There is volatile memory on the device that stores the current configuration and must be loaded (many ways) on power up. There are a few models that have non-volatile memory that stores the configuration and loads itself. In high radiation environments, there are even fewer (and very expensive) models that have write-once-non-volatile memory for configuration.

I don't think your idea of using them as a generic purpose drop in replacement for things is particularly a good idea. The board environment is honestly more important than what you're doing in logic.

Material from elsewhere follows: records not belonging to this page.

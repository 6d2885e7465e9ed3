//! Binary entry point: loads settings, wires the engine to the operating
//! system and chat backend, then runs the terminal session.

use std::io::IsTerminal;
use std::path::PathBuf;
use std::sync::Arc;

use anyhow::Result;
use clap::Parser;
use tokio::io::BufReader;
use tracing::{info, warn};
use tracing_subscriber::EnvFilter;

use jarvis::ai::build_fallback;
use jarvis::config::{Provider, Settings, CONFIG_PATH};
use jarvis::console::{prompt_for_api_key, Console};
use jarvis::engine::Engine;
use jarvis::speech::{SpeechIo, VoiceHandler};
use jarvis::system::SystemController;
use jarvis::worker::{BlockingPool, EngineHandle};

/// Blocking speech jobs allowed at once: one capture plus one utterance.
const SPEECH_WORKERS: usize = 2;

#[derive(Debug, Parser)]
#[command(name = "jarvis", version, about = "Just A Rather Very Intelligent System")]
struct Cli {
    /// Settings file.
    #[arg(long, default_value = CONFIG_PATH)]
    config: PathBuf,

    /// Do not speak replies.
    #[arg(long)]
    no_voice: bool,

    /// Start in hands-free listening mode.
    #[arg(long)]
    handsfree: bool,

    /// Answer a single request and exit.
    #[arg(long, value_name = "TEXT")]
    once: Option<String>,
}

#[tokio::main]
async fn main() -> Result<()> {
    dotenv::dotenv().ok();
    tracing_subscriber::fmt()
        .with_env_filter(
            EnvFilter::try_from_default_env().unwrap_or_else(|_| EnvFilter::new("info")),
        )
        .with_writer(std::io::stderr)
        .init();

    let cli = Cli::parse();
    let settings = load_settings(&cli);
    let engine = Engine::new(Box::new(SystemController::new()), build_fallback(&settings));

    if let Some(text) = cli.once {
        let mut engine = engine;
        println!("{}", engine.process(&text).await);
        return Ok(());
    }

    let voice =
        VoiceHandler::from_settings(&settings).enabled(settings.voice_enabled && !cli.no_voice);
    let speech: Arc<dyn SpeechIo> = Arc::new(voice);
    let (handle, worker) = EngineHandle::spawn(engine);
    let mut console = Console::new(
        handle,
        speech,
        BlockingPool::new(SPEECH_WORKERS),
        settings,
    );
    console
        .run(BufReader::new(tokio::io::stdin()), cli.handsfree)
        .await?;
    drop(console);
    worker.await?;
    Ok(())
}

/// Loads settings and asks for a Gemini key when none is configured.
fn load_settings(cli: &Cli) -> Settings {
    let mut settings = Settings::load(&cli.config).with_env_overrides();
    let needs_key = settings.provider == Provider::Gemini && settings.api_key().is_none();
    if !needs_key {
        info!(provider = ?settings.provider, "configuration loaded");
        return settings;
    }
    if cli.once.is_some() || !std::io::stdin().is_terminal() {
        return settings;
    }
    match prompt_for_api_key(std::io::stdin().lock(), std::io::stdout()) {
        Ok(Some(key)) => match settings.set_api_key(key) {
            Ok(()) => println!("API key saved successfully!"),
            Err(err) => warn!(%err, "could not save API key"),
        },
        Ok(None) => {}
        Err(err) => warn!(%err, "could not read API key"),
    }
    settings
}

The reason why #1 is resource intensive is because it relies on simulated annealing to determine which logic is performed on which logic blocks, to maximize performance within the design constraints. It's the same technique used in this video, for a different application. https://www.youtube.com/watch?v=Lq-Y7crQo44

Importantly, all the resource-intensive part is happening in the toolchain's place-and-route algorithm. The HDL modules, and the conversion of them into gate-level logic, are cheap by comparison. From there, the toolchain has to fit that logic into whichever physical logic blocks are the best fit for timing, thermal, and pin constraints, by deciding where to place them on the die and how to route them together for a good-enough connection. Hence the name.

As for #2, those models are just what you get when you apply the resource-intensive algorithm to just a part of the final design, and treat that "solved" part as one big component to be placed and routed as a monolith. Although it takes less time when that part of the work is already done for you, it's also possible for that approach to produce a less-optimal solution on the FPGA.

Also, if you're using the same design across multiple chips of the same FPGA model, you can flash all of them with the same bitstream file generated from #1. You only have to do the resource-intensive part once.